# Paludarium construction journal



## naegling23 (Jan 4, 2008)

I thought I would share the process of creating a 20gal long paludarium (half land/half water) since I am going about it a different way then most of the tanks I have seen. This is also the first time I have undertaken such a project, feedback is welcome!

I decided to create a removable planter box and removable background in the tank. This way, If I dont like it, or I need to do a thorough cleaning, the entire tank can be taken apart.

My first step was to cut the lexan and silicone it together to create the box.










I started out by cutting out the design of the bottom and then bending the front to fit using a heat gun and a lot of patience. After that was attached, I cut out the side and back and siliconed everything together. I cut an extra piece of lexan to act as a sort of waterfall. If you look at the picture, you see a cutout in the back left corner where the filter goes. This sits higher than the rest of the box so that the water can flow down the waterfall. In retrospect, I should have bent the front, attached the sides, then cut out the bottom to match. Bending lexan is not too difficult, but I gave it too complex a shape to be easily done. If you look closely, on the right hand side, you can see a crack from when I tried to push things a little too quickly.

The next step was to test for leaks and patch as necessary. This was the tricky part, as it took almost a full week of testing and siliconing until it could finally hold water. A good note is to be a generous as possible with the silicone, if you try to skimp, its not going to work, it doesnt matter how bad it looks, just as long as it functions. Everything will be covered up later.

After the tank "passed" I siliconed a few pieces of flat slate to the sides that would be visible in the tank (the tank sits in a corner, so the left and back are blocked from view, this is the "ugly side" of the tank). Once the rocks were secure, I filled in the gaps, and covered the top edge as well as the waterfall with greatstuff insulating foam. I needed to do two passes over the waterfall to build up the outer edges, as the wet greatstuff kept flopping over. Once that dried, I covered it with a layer of silicone by spreading it out with a gloved hand. I pressed dry peat moss into the silicone to try and cover everything up. After a few hours, I brush off the excess peat, apply more silicone to the bare spots, and press in more peat.










So, thats the step that I am at. Hopefully I can get the rest of the greatstuff covered with silicone and peat by the end of the day, and I can start letting it cure.

The rest of my plans are to complete the box, and plant it, once that goes into the tank, I will start working on my removable background.[/url]


----------



## naegling23 (Jan 4, 2008)

finished the box, placed it into the tank. Not good.

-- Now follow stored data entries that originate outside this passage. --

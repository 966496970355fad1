//! Media room abstraction used by the call controller.

use crate::error::SessionError;
use async_trait::async_trait;
use tokio::sync::mpsc;
use voxbook_types::TokenResponse;

/// Default capacity for a room's event channel.
pub const ROOM_EVENT_CAPACITY: usize = 64;

/// Track settings requested when joining a room.
#[derive(Debug, Clone, Copy, PartialEq, Eq)]
pub struct JoinOptions {
    pub audio: bool,
    pub video: bool,
}

impl JoinOptions {
    pub fn audio_only() -> Self {
        Self {
            audio: true,
            video: false,
        }
    }
}

/// Notification pushed by a joined room.
#[derive(Debug, Clone, Copy, PartialEq, Eq)]
pub enum RoomEvent {
    /// Current number of non-local participants.
    RemoteParticipants(usize),
    /// The room connection was closed from the remote side.
    Disconnected,
}

/// Leaves a joined room. Must be safe to call more than once.
pub trait RoomHandle: Send + Sync {
    fn leave(&self);
}

/// A joined room: its event stream plus the handle used to leave it.
pub struct RoomLink {
    pub events: mpsc::Receiver<RoomEvent>,
    pub handle: Box<dyn RoomHandle>,
}

impl std::fmt::Debug for RoomLink {
    fn fmt(&self, f: &mut std::fmt::Formatter<'_>) -> std::fmt::Result {
        f.debug_struct("RoomLink").finish_non_exhaustive()
    }
}

/// Real-time media room service.
#[async_trait]
pub trait MediaRoom: Send + Sync + 'static {
    /// Joins the room `grant` authorizes, at `url`.
    async fn join(
        &self,
        url: &str,
        grant: &TokenResponse,
        options: JoinOptions,
    ) -> Result<RoomLink, SessionError>;
}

I am faced with two basic problems.

1) it floats. I need more rocks in the bottom to keep it sunken. So I'll have to redo the soil part and bury more rocks underneat. Not a big deal.

2) the waterfall does not work. It doesnt leak, but my filter does not sit correctly into it, so the water either does not reach the stream, or runs partly down the side and into the planter box.

I had to remove the box from the tank...very frustrated last night....Im calmer and have a clearer head today though. Im going to have to fix the waterfall, im not too sure what im going to do yet, but it looks like either trimming some greatstuff away, or building up more. Im also going to remove the soil and put more rocks in the bottom of it.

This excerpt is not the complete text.